Lo ha sottolineato uno studio coordinato da Michael Skinner, esperto della Washington State University's School of Biological Sciences. In base a quanto emerso, in un prossimo futuro e attraverso il rilevamento di un tampone orale, alcuni marcatori genetici nel Dna della coppia potrebbero aiutare gli specialisti a prevedere il rischio di avere un figlio prematuro
Biomarcatori genetici che potrebbero consentire strategie di medicina preventiva per ridurre l'incidenza delle nascite pretermine. Sono quelli che, in un prossimo futuro e attraverso un tampone orale, potrebbero aiutare gli specialisti a prevedere quali coppie siano a rischio di avere un figlio prematuro. E’ su questo tema che si è concentrato uno studio, coordinato da Michael Skinner, esperto della Washington State University's School of Biological Sciences, i cui risultati sono stati pubblicati sulla rivista “Scientific Reports”.
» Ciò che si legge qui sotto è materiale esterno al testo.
use super::*;
use crate::subgraphs::DirectiveSiteWalker;

/// Collect the directives that appear in the federated graph from all the
/// sites that contribute to a composed element.
pub(super) fn collect_composed_directives<'a>(
    sites: impl Iterator<Item = DirectiveSiteWalker<'a>> + Clone,
) -> Vec<ir::Directive> {
    let mut directives = Vec::new();
    let mut tags: BTreeSet<StringId> = BTreeSet::new();
    let mut is_inaccessible = false;
    let mut authenticated = false;
    let mut requires_scopes: Vec<Vec<StringId>> = Vec::new();
    let mut extra_directives = Vec::new();

    if let Some(deprecated) = sites.clone().find_map(|site| site.deprecated()) {
        directives.push(ir::Directive::Deprecated {
            reason: deprecated.reason,
        });
    }

    for site in sites.clone() {
        tags.extend(site.tags().map(|tag| tag.id));

        // The directive is added whenever it's applied in any subgraph.
        is_inaccessible = is_inaccessible || site.inaccessible();
        authenticated = authenticated || site.authenticated();

        requires_scopes.extend(site.requires_scopes().iter().cloned());

        for (name, arguments) in site.iter_composed_directives() {
            extra_directives.push(ir::Directive::Other {
                name,
                arguments: arguments.clone(),
            });
        }
    }

    if is_inaccessible {
        directives.push(ir::Directive::Inaccessible);
    }

    if authenticated {
        directives.push(ir::Directive::Authenticated);
    }

    requires_scopes.sort();
    requires_scopes.dedup();

    if !requires_scopes.is_empty() {
        directives.push(ir::Directive::RequiresScopes(requires_scopes));
    }

    for tag in tags {
        directives.push(ir::Directive::Tag(tag));
    }

    extra_directives.dedup();
    directives.extend(extra_directives);

    directives
}
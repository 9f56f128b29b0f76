use federation_composition::{build_contract, compose, render_api_sdl, Subgraphs};
use std::collections::BTreeSet;

fn compose_single(sdl: &str) -> federation_composition::CompositionArtifacts {
    let mut subgraphs = Subgraphs::default();
    let parsed = async_graphql_parser::parse_schema(sdl).expect("parse error");
    subgraphs.ingest(&parsed, "main", "http://main.example.com/graphql");
    compose(&subgraphs).into_result().expect("composition failed")
}

#[test]
fn excluded_tags_become_inaccessible_in_the_contract() {
    let artifacts = compose_single(
        r#"
        type Query {
            products: [Product!]!
            internalReport: String @tag(name: "internal")
        }
        type Product {
            name: String!
            margin: Float @tag(name: "internal")
            price: Float @tag(name: "public")
        }
        "#,
    );

    let excluded: BTreeSet<String> = ["internal".to_owned()].into_iter().collect();
    let contract = build_contract(&artifacts.federated_graph, &excluded).expect("contract failed");

    let api = render_api_sdl(&contract);

    assert!(!api.contains("internalReport"), "{api}");
    assert!(!api.contains("margin"), "{api}");
    assert!(api.contains("price"), "{api}");
    assert!(api.contains("products"), "{api}");

    // The source graph is untouched.
    let original_api = render_api_sdl(&artifacts.federated_graph);
    assert!(original_api.contains("margin"), "{original_api}");
}

#[test]
fn excluding_tags_on_types_and_enum_values() {
    let artifacts = compose_single(
        r#"
        type Query {
            status: Status
            audit: Audit @tag(name: "beta")
        }
        enum Status {
            OPEN
            LEGACY @tag(name: "beta")
        }
        type Audit @tag(name: "beta") {
            entries: [String!]!
        }
        "#,
    );

    let excluded: BTreeSet<String> = ["beta".to_owned()].into_iter().collect();
    let contract = build_contract(&artifacts.federated_graph, &excluded).expect("contract failed");

    let api = render_api_sdl(&contract);

    assert!(!api.contains("LEGACY"), "{api}");
    assert!(!api.contains("Audit"), "{api}");
    assert!(api.contains("OPEN"), "{api}");
}

#[test]
fn a_contract_must_keep_an_accessible_query_root() {
    let artifacts = compose_single(
        r#"
        type Query {
            everything: String @tag(name: "all")
        }
        "#,
    );

    let excluded: BTreeSet<String> = ["all".to_owned()].into_iter().collect();
    let diagnostics = build_contract(&artifacts.federated_graph, &excluded).expect_err("contract should fail");

    assert!(
        diagnostics
            .iter_errors()
            .any(|error| error.contains("every field of the query root")),
        "{:?}",
        diagnostics.iter_errors().collect::<Vec<_>>(),
    );
}

#[test]
fn contracts_without_exclusions_are_the_identity() {
    let artifacts = compose_single("type Query { a: String }");

    let contract = build_contract(&artifacts.federated_graph, &BTreeSet::new()).expect("contract failed");

    assert_eq!(render_api_sdl(&contract), render_api_sdl(&artifacts.federated_graph));
}
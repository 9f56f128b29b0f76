mod definitions;
mod directives;
mod enums;
mod field_types;
mod fields;
mod keys;
mod strings;
mod unions;
mod walkers;

pub(crate) use self::{
    definitions::{DefinitionId, DefinitionKind, DefinitionWalker},
    directives::*,
    enums::{EnumValueRecord, EnumValueWalker},
    field_types::*,
    fields::*,
    keys::*,
    strings::{StringId, StringWalker},
    walkers::*,
};

use crate::VecExt;
use itertools::Itertools;
use std::collections::{BTreeMap, BTreeSet};

/// A set of subgraphs to be composed.
#[derive(Default)]
pub struct Subgraphs {
    pub(crate) strings: strings::Strings,
    subgraphs: Vec<Subgraph>,
    definitions: definitions::Definitions,
    directives: directives::Directives,
    enums: enums::Enums,
    fields: fields::Fields,
    field_types: field_types::FieldTypes,
    keys: keys::Keys,
    unions: unions::Unions,

    /// Every named type referenced from a field, argument, union member or
    /// interface implementation, for the undefined-type cross-check.
    type_references: BTreeSet<(SubgraphId, StringId)>,

    ingestion_diagnostics: crate::Diagnostics,

    // Secondary indexes.

    // We want a BTreeMap because we need range queries. The name comes first,
    // then the subgraph, because we want to know which definitions have the
    // same name but live in different subgraphs.
    //
    // (definition name, subgraph_id) -> definition id
    definition_names: BTreeMap<(StringId, SubgraphId), DefinitionId>,
}

impl Subgraphs {
    /// Add a subgraph to compose.
    pub fn ingest(&mut self, subgraph_schema: &async_graphql_parser::types::ServiceDocument, name: &str, url: &str) {
        crate::ingest_subgraph::ingest_subgraph(subgraph_schema, name, url, self);
        crate::validate::validate_subgraph(self);
    }

    pub(crate) fn is_empty(&self) -> bool {
        self.subgraphs.is_empty()
    }

    /// Iterate over groups of definitions to compose. The definitions are
    /// grouped by name. The argument is a closure that receives each group as
    /// argument. The order of iteration is deterministic.
    pub(crate) fn iter_definition_groups<'a>(&'a self, mut compose_fn: impl FnMut(&[DefinitionWalker<'a>])) {
        let mut buf = Vec::new();
        for (_, group) in &self.definition_names.iter().chunk_by(|((name, _), _)| name) {
            buf.clear();
            buf.extend(group.into_iter().map(move |(_, definition_id)| self.walk(*definition_id)));
            compose_fn(&buf);
        }
    }

    pub(crate) fn push_ingestion_diagnostic(&mut self, subgraph: SubgraphId, message: String) {
        let subgraph_name = self.walk(subgraph).name().as_str();
        let message = format!("[{subgraph_name}]: {message}");
        self.ingestion_diagnostics.push_fatal(message);
    }

    pub(crate) fn push_subgraph(&mut self, name: &str, url: &str) -> SubgraphId {
        let subgraph = Subgraph {
            name: self.strings.intern(name),
            url: self.strings.intern(url),
            query_type: None,
            mutation_type: None,
            subscription_type: None,
        };
        SubgraphId(self.subgraphs.push_return_idx(subgraph))
    }

    pub(crate) fn walk<Id>(&self, id: Id) -> Walker<'_, Id> {
        Walker { id, subgraphs: self }
    }

    /// Iterates all builtin scalars _that are in use in at least one subgraph_.
    pub(crate) fn iter_builtin_scalars(&self) -> impl Iterator<Item = StringWalker<'_>> + '_ {
        BUILTIN_SCALARS
            .into_iter()
            .filter_map(|name| self.strings.lookup(name))
            .map(|string| self.walk(string))
    }

    pub(crate) fn iter_subgraphs(&self) -> impl Iterator<Item = SubgraphWalker<'_>> {
        (0..self.subgraphs.len()).map(|idx| self.walk(SubgraphId(idx)))
    }

    pub(crate) fn emit_ingestion_diagnostics(&self, diagnostics: &mut crate::Diagnostics) {
        diagnostics.clone_all_from(&self.ingestion_diagnostics);
    }

    pub(crate) fn push_type_reference(&mut self, subgraph_id: SubgraphId, name: StringId) {
        self.type_references.insert((subgraph_id, name));
    }

    pub(crate) fn iter_type_references(
        &self,
        subgraph_id: SubgraphId,
    ) -> impl Iterator<Item = StringWalker<'_>> + '_ {
        self.type_references
            .range((subgraph_id, StringId::MIN)..=(subgraph_id, StringId::MAX))
            .map(move |(_, name)| self.walk(*name))
    }

    pub(crate) fn last_subgraph_id(&self) -> SubgraphId {
        SubgraphId(self.subgraphs.len() - 1)
    }

    pub(crate) fn set_query_type(&mut self, subgraph_id: SubgraphId, definition_id: DefinitionId) {
        self.subgraphs[subgraph_id.0].query_type = Some(definition_id);
    }

    pub(crate) fn set_mutation_type(&mut self, subgraph_id: SubgraphId, definition_id: DefinitionId) {
        self.subgraphs[subgraph_id.0].mutation_type = Some(definition_id);
    }

    pub(crate) fn set_subscription_type(&mut self, subgraph_id: SubgraphId, definition_id: DefinitionId) {
        self.subgraphs[subgraph_id.0].subscription_type = Some(definition_id);
    }
}

pub(crate) const BUILTIN_SCALARS: [&str; 5] = ["ID", "String", "Boolean", "Int", "Float"];

pub(crate) struct Subgraph {
    /// The name of the subgraph. It is not contained in the GraphQL schema of
    /// the subgraph, it only makes sense within a project.
    name: StringId,
    url: StringId,

    query_type: Option<DefinitionId>,
    mutation_type: Option<DefinitionId>,
    subscription_type: Option<DefinitionId>,
}

#[derive(Clone, Copy, Debug, PartialEq, Eq, PartialOrd, Ord, Hash)]
pub(crate) struct SubgraphId(usize);

impl SubgraphId {
    pub(crate) fn idx(self) -> usize {
        self.0
    }
}

pub(crate) type SubgraphWalker<'a> = Walker<'a, SubgraphId>;

impl<'a> SubgraphWalker<'a> {
    fn subgraph(self) -> &'a Subgraph {
        &self.subgraphs.subgraphs[self.id.0]
    }

    pub(crate) fn name(self) -> StringWalker<'a> {
        self.walk(self.subgraph().name)
    }

    pub(crate) fn url(self) -> StringWalker<'a> {
        self.walk(self.subgraph().url)
    }

    pub(crate) fn query_type(self) -> Option<DefinitionWalker<'a>> {
        self.subgraph().query_type.map(|id| self.walk(id))
    }

    pub(crate) fn mutation_type(self) -> Option<DefinitionWalker<'a>> {
        self.subgraph().mutation_type.map(|id| self.walk(id))
    }

    pub(crate) fn subscription_type(self) -> Option<DefinitionWalker<'a>> {
        self.subgraph().subscription_type.map(|id| self.walk(id))
    }
}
Marcatori genetici del rischio
Secondo Skinner e gli studiosi che hanno collaborato al lavoro di ricerca, sono presenti infatti, nel Dna degli aspiranti genitori, alcuni marcatori genetici del rischio. E questo considerando sia il Dna materno, sia quello paterno. I ricercatori, per arrivare a proporre la loro tesi, hanno preso in esame una serie di campioni di triadi (mamma, papà e neonato) ed hanno analizzato, nel dettaglio, proprio il Dna dei genitori. Dal resoconto dei dati riscontrati, quindi, è emerso come, mediamente, i genitori dei nati prematuri presentassero nel proprio Dna una sorta di “firma genetica” relativa alla prematurità, cioè alcuni marcatori riconoscibili e assenti nel Dna dei genitori con figli non prematuri. Secondo gli esperti, che hanno sottolineato nel loro studio come il parto pretermine rappresenti la principale causa di mortalità neonatale e infantile, colpendo quasi un nato vivo su dieci, i risultati emersi potrebbero condurre alla realizzazione di un semplice test genetico per scoprire quali sono le coppie a rischio e, di conseguenza, gestire le gravidanze in modo opportuno, tentando di minimizzare il rischio di parto pretermine.
Un rapporto sul tema
Ogni anno, in tutto il mondo, nascono circa 15 milioni di neonati prematuri, mentre solamente in Italia sono più di 30.000, ovvero il 6,9% delle nascite totali, dato che è risultato in aumento all'11,2% nei parti di donne con infezione da Sars-Cov-2. Lo aveva segnalato, alcuni mesi fa, l'Efcni, la European Foundation for the Care of Newborn Infants, attraverso la realizzazione del progetto legato agli “European Standards of Care for Newborn Health”, alla cui stesura ha collaborato anche la Società italiana di neonatologia (Sin), per assicurare cure neonatali eque e di elevata qualità a livello globale. Dal rapporto era emerso come il tasso di sopravvivenza dei bambini nati prematuri risulti in continuo miglioramento, sebbene la nascita pretermine rappresenti ancora oggi una sfida ancora attuale ed esistano, nel mondo, significative disomogeneità nelle cure.